The result should be every line of the listing that holds the word "crate".

### ENTRIES SUPPLIED:
● ● ●
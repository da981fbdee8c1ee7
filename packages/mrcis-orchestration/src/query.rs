//! Query surface (§4.L): read-only lookups served by every instance,
//! reader or writer. Ambiguity here is resolved with a first-candidate
//! fallback, which is deliberately more permissive than the reference
//! resolver's conservative policy in [`crate::resolver`].

use std::sync::Arc;

use mrcis_core::embedding::EmbeddingClient;
use mrcis_core::model::CodeEntity;
use mrcis_storage::{StateStore, VectorFilters, VectorStore};

use crate::error::Result;

#[derive(Debug, Clone)]
pub struct SymbolMatch {
    pub entity: CodeEntity,
    pub file_path: String,
    pub repository_name: String,
}

#[derive(Debug, Clone)]
pub struct EnrichedRelation {
    pub file_path: String,
    pub repository: String,
    pub line_number: Option<u32>,
    pub relation_type: String,
    pub context_snippet: Option<String>,
    pub other_qualified_name: String,
}

#[derive(Debug, Clone, Default)]
pub struct ReferencesResult {
    pub incoming: Vec<EnrichedRelation>,
    pub outgoing: Vec<EnrichedRelation>,
}

#[derive(Debug, Clone)]
pub struct SearchHit {
    pub qualified_name: String,
    pub repository: String,
    pub language: String,
    pub file_path: String,
    pub snippet: String,
    pub score: f64,
}

pub struct QueryService {
    state: Arc<StateStore>,
    vectors: Arc<VectorStore>,
    embedder: Arc<dyn EmbeddingClient>,
}

impl QueryService {
    pub fn new(state: Arc<StateStore>, vectors: Arc<VectorStore>, embedder: Arc<dyn EmbeddingClient>) -> Self {
        Self { state, vectors, embedder }
    }

    /// Exact match; on miss, if the query contains a `.`, fall back to a
    /// suffix match on the last segment, preferring the first candidate
    /// whose qualified name has the query as a suffix and otherwise just
    /// the first candidate.
    pub fn find_symbol(&self, qualified_name: &str, include_source: bool) -> Result<Option<SymbolMatch>> {
        let mut entity = self.resolve_symbol(qualified_name)?;
        if !include_source {
            if let Some(e) = entity.as_mut() {
                e.source_text = None;
            }
        }
        let Some(entity) = entity else { return Ok(None) };
        self.to_symbol_match(entity).map(Some)
    }

    /// Resolves `qualified_name` then returns incoming edges (and, if
    /// requested, outgoing edges), each enriched with file/repository
    /// context.
    pub fn get_references(&self, qualified_name: &str, include_outgoing: bool) -> Result<Option<ReferencesResult>> {
        let Some(entity) = self.resolve_symbol(qualified_name)? else {
            return Ok(None);
        };

        let incoming = self
            .state
            .get_incoming_relations(&entity.id)?
            .into_iter()
            .map(|r| self.enrich_relation(r.relation_type.as_str(), r.line_number, r.context_snippet, &r.source_entity_id))
            .collect::<Result<Vec<_>>>()?;

        let outgoing = if include_outgoing {
            self.state
                .get_outgoing_relations(&entity.id)?
                .into_iter()
                .map(|r| {
                    let other_id = r.target_entity_id.clone().unwrap_or_else(|| r.source_entity_id.clone());
                    self.enrich_relation(r.relation_type.as_str(), r.line_number, r.context_snippet, &other_id)
                })
                .collect::<Result<Vec<_>>>()?
        } else {
            Vec::new()
        };

        Ok(Some(ReferencesResult { incoming, outgoing }))
    }

    /// Forwards qualified queries straight to `get_references`. A bare
    /// simple name is suffix-matched across all entities, optionally
    /// narrowed by repository, preferring the shortest qualified name.
    pub fn find_usages(&self, simple_or_qualified_name: &str, repository: Option<&str>) -> Result<Option<ReferencesResult>> {
        if simple_or_qualified_name.contains('.') {
            return self.get_references(simple_or_qualified_name, false);
        }

        let mut candidates = self.state.get_entities_by_suffix(simple_or_qualified_name, 50)?;
        if let Some(repo_name) = repository {
            if let Some(repo) = self.state.get_repository_by_name(repo_name)? {
                candidates.retain(|c| c.repository_id == repo.id);
            } else {
                return Ok(None);
            }
        }
        candidates.sort_by_key(|c| c.qualified_name.len());
        let Some(best) = candidates.into_iter().next() else {
            return Ok(None);
        };
        self.get_references(&best.qualified_name, false)
    }

    /// Embeds `query`, searches the vector store under the given filters
    /// and enriches each hit with repository name and a source snippet.
    pub async fn search_code(
        &self,
        query: &str,
        limit: usize,
        repository: Option<&str>,
        language: Option<&str>,
        entity_type: Option<&str>,
        min_score: f64,
    ) -> Result<Vec<SearchHit>> {
        let repository_id = match repository {
            Some(name) => match self.state.get_repository_by_name(name)? {
                Some(repo) => Some(repo.id),
                None => return Ok(Vec::new()),
            },
            None => None,
        };

        let query_vector = self.embedder.embed_query(query).await?;
        let filters = VectorFilters {
            repository_id,
            language: language.map(|s| s.to_string()),
            entity_type: entity_type.map(|s| s.to_string()),
        };
        let hits = self.vectors.search(&query_vector, limit, &filters, min_score)?;

        let mut out = Vec::with_capacity(hits.len());
        for hit in hits {
            let repository_name = self
                .state
                .get_repository(&hit.row.repository_id)?
                .map(|r| r.name)
                .unwrap_or_else(|| hit.row.repository_id.clone());
            let snippet = self
                .state
                .get_entity_by_id(&hit.row.id)?
                .and_then(|e| e.source_text)
                .map(|s| s.chars().take(2000).collect())
                .unwrap_or_else(|| hit.row.embedding_text.clone());
            out.push(SearchHit {
                qualified_name: hit.row.qualified_name,
                repository: repository_name,
                language: hit.row.language,
                file_path: hit.row.file_path,
                snippet,
                score: hit.score.clamp(0.0, 1.0),
            });
        }
        Ok(out)
    }

    fn resolve_symbol(&self, qualified_name: &str) -> Result<Option<CodeEntity>> {
        let exact = self.state.get_entities_by_qualified_name(qualified_name)?;
        if let Some(entity) = exact.into_iter().next() {
            return Ok(Some(entity));
        }
        if !qualified_name.contains('.') {
            return Ok(None);
        }
        let suffix = qualified_name.rsplit('.').next().unwrap_or(qualified_name);
        let candidates = self.state.get_entities_by_suffix(suffix, 50)?;
        if candidates.is_empty() {
            return Ok(None);
        }
        let preferred = candidates.iter().find(|c| c.qualified_name.ends_with(qualified_name));
        Ok(preferred.or_else(|| candidates.first()).cloned())
    }

    fn to_symbol_match(&self, entity: CodeEntity) -> Result<SymbolMatch> {
        let file = self.state.get_file(&entity.file_id)?;
        let repo = self.state.get_repository(&entity.repository_id)?;
        Ok(SymbolMatch {
            file_path: file.map(|f| f.path).unwrap_or_default(),
            repository_name: repo.map(|r| r.name).unwrap_or_else(|| entity.repository_id.clone()),
            entity,
        })
    }

    fn enrich_relation(
        &self,
        relation_type: &str,
        line_number: Option<u32>,
        context_snippet: Option<String>,
        other_entity_id: &str,
    ) -> Result<EnrichedRelation> {
        let (file_path, repository, other_qualified_name) = match self.state.get_entity_by_id(other_entity_id)? {
            Some(other) => {
                let file = self.state.get_file(&other.file_id)?;
                let repo = self.state.get_repository(&other.repository_id)?;
                (
                    file.map(|f| f.path).unwrap_or_default(),
                    repo.map(|r| r.name).unwrap_or_else(|| other.repository_id.clone()),
                    other.qualified_name,
                )
            }
            None => (String::new(), String::new(), String::new()),
        };
        Ok(EnrichedRelation {
            file_path,
            repository,
            line_number,
            relation_type: relation_type.to_string(),
            context_snippet,
            other_qualified_name,
        })
    }
}

#[cfg(test)]
mod tests {
    use super::*;
    use mrcis_core::config::EmbeddingConfig;
    use mrcis_core::embedding::OpenAiEmbeddingClient;
    use mrcis_core::model::{EntityKind, IndexedFile, RelationType, RepositoryStatus, Visibility};

    fn entity(id: &str, repo: &str, file: &str, qualified_name: &str) -> CodeEntity {
        CodeEntity::new(id, repo, file, qualified_name, qualified_name.rsplit('.').next().unwrap(), EntityKind::Function, "python", 1, 2)
            .with_visibility(Visibility::Public)
    }

    fn service() -> QueryService {
        let state = Arc::new(StateStore::open_in_memory().unwrap());
        let vectors = Arc::new(VectorStore::open_in_memory(1536).unwrap());
        let embedder = Arc::new(OpenAiEmbeddingClient::new(EmbeddingConfig::default()).unwrap());
        QueryService::new(state, vectors, embedder)
    }

    #[test]
    fn find_symbol_falls_back_to_suffix_match() {
        let svc = service();
        svc.state.create_repository("repo-a", RepositoryStatus::Watching).unwrap();
        svc.state
            .upsert_file(&IndexedFile::new("f1", "repo-a", "mod.py", "abc", 10, chrono::Utc::now()))
            .unwrap();
        svc.state.add_entity(&entity("e1", "repo-a", "f1", "pkg.mod.helper")).unwrap();

        let found = svc.find_symbol("other.helper", true).unwrap();
        assert!(found.is_some());
        assert_eq!(found.unwrap().entity.qualified_name, "pkg.mod.helper");
    }

    #[test]
    fn get_references_enriches_incoming_edges() {
        let svc = service();
        svc.state.create_repository("repo-a", RepositoryStatus::Watching).unwrap();
        svc.state
            .upsert_file(&IndexedFile::new("f1", "repo-a", "mod.py", "abc", 10, chrono::Utc::now()))
            .unwrap();
        svc.state.add_entity(&entity("e1", "repo-a", "f1", "pkg.mod.target")).unwrap();
        svc.state.add_entity(&entity("e2", "repo-a", "f1", "pkg.mod.caller")).unwrap();
        svc.state
            .add_relation(&mrcis_core::model::CodeRelation::resolved("r1", "e2", "e1", "pkg.mod.target", RelationType::Calls, false), "repo-a")
            .unwrap();

        let refs = svc.get_references("pkg.mod.target", false).unwrap().unwrap();
        assert_eq!(refs.incoming.len(), 1);
        assert_eq!(refs.incoming[0].other_qualified_name, "pkg.mod.caller");
    }

    #[test]
    fn find_usages_rejects_unknown_repository_filter() {
        let svc = service();
        let result = svc.find_usages("helper", Some("does-not-exist")).unwrap();
        assert!(result.is_none());
    }
}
● ● ●
### WRITTEN REPLY:
//! resolver's conservative policy in [`crate::resolver`].
use crate::error::Result;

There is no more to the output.